Objective:

Interleukin-7 (IL-7) responses are impaired in CD4+ T cells from HIV-infected patients, which may play a significant role in the loss of CD4+ T-cell homeostasis. We set to investigate the nature of IL-7-dependent signaling defects in patients with progressive HIV-1 infection.

Design and methods:

IL-7 signaling was compared in CD4+ T cells from viremic patients with a viral load more than 10 000 copies of HIV RNA/ml (n= 23) and from healthy blood donors (n= 23). Phosphorylation of the transcription factor STAT5 on the regulatory serine S726 and the key tyrosine Y694 was monitored by intracellular flow cytometry.

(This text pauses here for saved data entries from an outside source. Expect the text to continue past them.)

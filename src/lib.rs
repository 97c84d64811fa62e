#![cfg(target_arch = "wasm32")]
//! Browser front-end: mounts the smoke simulation on a `<canvas>` behind
//! the page content and drives it from requestAnimationFrame.

use glam::{Vec2, Vec3};
use smoke_core::constants::SMOKE_GRAY;
use smoke_core::{FluidEngine, FrameDriver, Impulse, SimulationConfig};
use smoke_gpu::SmokeRenderer;
use std::cell::RefCell;
use std::rc::Rc;
use wasm_bindgen::prelude::*;
use web_sys as web;

mod dom;
mod events;
mod frame;
mod input;

use frame::{FrameLoop, SharedDriver};

#[wasm_bindgen(start)]
pub fn start() -> Result<(), JsValue> {
    console_error_panic_hook::set_once();
    console_log::init_with_level(log::Level::Info).ok();
    log::info!("smoke-web starting");
    Ok(())
}

/// Mount the simulation on `#canvas_id` and start it.
///
/// `config` is a partial `SimulationConfig` object; `undefined` or `null`
/// selects the incense preset. Initialization failures are logged and leave
/// the canvas transparent: the returned handle is then inert.
#[wasm_bindgen]
pub async fn mount(canvas_id: String, config: JsValue) -> SmokeHandle {
    match init(&canvas_id, config).await {
        Ok(session) => {
            let handle = SmokeHandle {
                session: Some(Rc::new(session)),
            };
            handle.start();
            handle
        }
        Err(e) => {
            log::error!("[mount] smoke disabled: {:?}", e);
            SmokeHandle { session: None }
        }
    }
}

struct Session {
    canvas: web::HtmlCanvasElement,
    driver: SharedDriver,
    frame_loop: RefCell<FrameLoop>,
    listeners: RefCell<Vec<events::Listener>>,
}

fn parse_config(config: JsValue) -> anyhow::Result<SimulationConfig> {
    if config.is_undefined() || config.is_null() {
        return Ok(SimulationConfig::incense());
    }
    let json: String = js_sys::JSON::stringify(&config)
        .map_err(|e| anyhow::anyhow!("config is not serializable: {:?}", e))?
        .into();
    let config: SimulationConfig = serde_json::from_str(&json)?;
    config.validate()?;
    Ok(config)
}

async fn init(canvas_id: &str, config: JsValue) -> anyhow::Result<Session> {
    let config = parse_config(config)?;
    let canvas = dom::canvas_by_id(canvas_id)?;

    let mut listeners = Vec::new();
    listeners.extend(events::wire_canvas_resize(&canvas));
    let size = input::canvas_size(&canvas);

    let instance = wgpu::Instance::default();
    let surface = instance.create_surface(wgpu::SurfaceTarget::Canvas(canvas.clone()))?;
    let renderer = match SmokeRenderer::new(&instance, surface, size, config.clone()).await {
        Ok(r) => r,
        Err(e) => {
            for l in listeners {
                l.remove();
            }
            return Err(e.into());
        }
    };

    let driver: SharedDriver = Rc::new(RefCell::new(FrameDriver::new(renderer, &config, size)));
    let color = config
        .emitter
        .as_ref()
        .map(|e| e.color)
        .unwrap_or(Vec3::splat(SMOKE_GRAY));
    listeners.extend(events::wire_pointer(&canvas, &driver, config.splat_force, color));

    Ok(Session {
        frame_loop: RefCell::new(FrameLoop::new(driver.clone(), canvas.clone())),
        canvas,
        driver,
        listeners: RefCell::new(listeners),
    })
}

/// JS-side control over a mounted simulation.
#[wasm_bindgen]
pub struct SmokeHandle {
    session: Option<Rc<Session>>,
}

#[wasm_bindgen]
impl SmokeHandle {
    pub fn start(&self) {
        let Some(s) = &self.session else {
            return;
        };
        if let Err(e) = s.frame_loop.borrow_mut().start() {
            log::warn!("[mount] start ignored: {e}");
        }
    }

    pub fn stop(&self) {
        if let Some(s) = &self.session {
            s.frame_loop.borrow_mut().stop();
        }
    }

    /// Queue a splat at canvas pixel `(x, y)` with velocity `(dx, dy)`.
    #[allow(clippy::too_many_arguments)]
    pub fn splat(&self, x: f32, y: f32, dx: f32, dy: f32, r: f64, g: f64, b: f64) {
        if let Some(s) = &self.session {
            let color = input::color_from_js(r, g, b);
            let impulse = Impulse::new(Vec2::new(x, y), Vec2::new(dx, dy), color);
            s.driver.borrow_mut().queue_impulse(impulse);
        }
    }

    /// Stop the loop, unhook every listener and release GPU resources.
    /// Idempotent.
    pub fn dispose(&self) {
        let Some(s) = &self.session else {
            return;
        };
        s.frame_loop.borrow_mut().teardown();
        for l in s.listeners.borrow_mut().drain(..) {
            l.remove();
        }
        s.driver.borrow_mut().dispose();
        log::info!("[mount] disposed #{}", s.canvas.id());
    }

    /// `uninitialized`, `ready`, `stepping` or `disposed`.
    pub fn state(&self) -> String {
        match &self.session {
            Some(s) => s.driver.borrow().engine().lifecycle().as_str().to_owned(),
            None => "uninitialized".to_owned(),
        }
    }

    #[wasm_bindgen(getter)]
    pub fn running(&self) -> bool {
        self.session
            .as_ref()
            .is_some_and(|s| s.driver.borrow().is_running())
    }
}
//! wgpu implementation of the incense smoke solver.
//!
//! Fields live in `Rgba16Float` render targets arranged as ping-pong pairs.
//! Every operation (step, splat, display) records its passes into one command
//! encoder and submits once.

mod helpers;
mod present;
pub mod programs;
#[cfg(not(target_arch = "wasm32"))]
pub mod readback;
pub mod renderer;
pub mod sim;
mod splat;
pub mod targets;

pub use programs::{ProgramKind, ProgramLibrary};
pub use renderer::SmokeRenderer;
pub use sim::{FluidSim, GpuContext};
pub use targets::{double_target, DoubleTarget, Fields, RenderTarget, FIELD_FORMAT};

Phospho-STAT5 relocalization to the nucleus was analyzed by quantitative immunofluorescence imaging.

Results:

In control CD4+ T cells, S726 phosphorylation was mostly constitutive and inducible by IL-7 to a limited extent (1.3 x, P< 0.05). In contrast, phosphorylation at Y694 was highly inducible by IL-7 (12.6 x, P< 0.0001). Progressive HIV infection led to hyperphosphorylation of both S726 and Y694 in naive CD4+ T cells, with these changes correlating together (R= 0.66, P= 0.01). Quantitative image analysis revealed an impairment in the nuclear relocalization of both forms of phospho-STAT5 in patient cells (P< 0.005 for S726; P< 0.05 for Y694). The nuclear relocalization defect correlated with increased HLA-DR expression (R= 0.75, P< 0.01), suggesting a role for chronic immune activation in perturbed IL-7 signal transduction.

Conclusion:

HIV infection perturbs IL-7 signaling by impairing the access of STAT5 to the nuclear compartment. This defect may contribute to the loss of CD4+ T-cell populations in patients with chronically high immune activation.